[Saved data entries]

//! Lessoncache core - an offline caching proxy for a learning app.
//!
//! Requests for the app's assets, lesson content and API are intercepted and
//! served according to their resource class, so the app keeps working when
//! the network does not. The crate provides:
//!
//! - `classify` / `strategy`: resource classes and the caching strategies
//! - `store`: generational cache storage (in-memory and file-backed)
//! - `lifecycle`: install, wait, activate and serve
//! - `control`: administrative request/reply channel for the host
//! - `sync`: durable queue of records delivered once back online
//!
//! [`Proxy`] assembles all of the above from a [`ProxyConfig`].

pub mod classify;
pub mod config;
pub mod control;
pub mod error;
pub mod fetch;
pub mod http;
pub mod lifecycle;
pub mod proxy;
pub mod state;
pub mod store;
pub mod strategy;
pub mod sync;
pub mod tasks;

#[cfg(test)]
mod testing;

pub use classify::{Classifier, ResourceClass, RoutePatterns};
pub use config::ProxyConfig;
pub use control::{ControlChannel, ControlHandle, ControlMessage, ControlReply, WireMessage};
pub use error::{ConfigError, ControlError, DeliveryError, FetchError, InstallError, StoreError};
pub use fetch::{Fetcher, HttpFetcher};
pub use http::{CacheKey, Request, RequestMode, Response};
pub use lifecycle::{ActivationReport, LifecycleManager};
pub use proxy::Proxy;
pub use state::{Clients, LifecycleEvent, Phase, ProxyState};
pub use store::{CacheStorage, CacheStore, CachedEntry, FileStorage, MemoryStorage};
pub use strategy::{CacheResult, ResponseSource, Strategy, StrategyEngine, StrategyTimeouts};
pub use sync::{DeferredQueue, DeferredRecord, DeliveryEndpoint, HttpDelivery, SyncOutcome};
pub use tasks::{BackgroundTasks, TaskStats};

▶ **YOUR INSTRUCTIONS**
Lines with the word "caching" in them should be copied from the preceding records.

▶ **RESULT BELOW**
//! Lessoncache core - an offline caching proxy for a learning app.
//! - `classify` / `strategy`: resource classes and the caching strategies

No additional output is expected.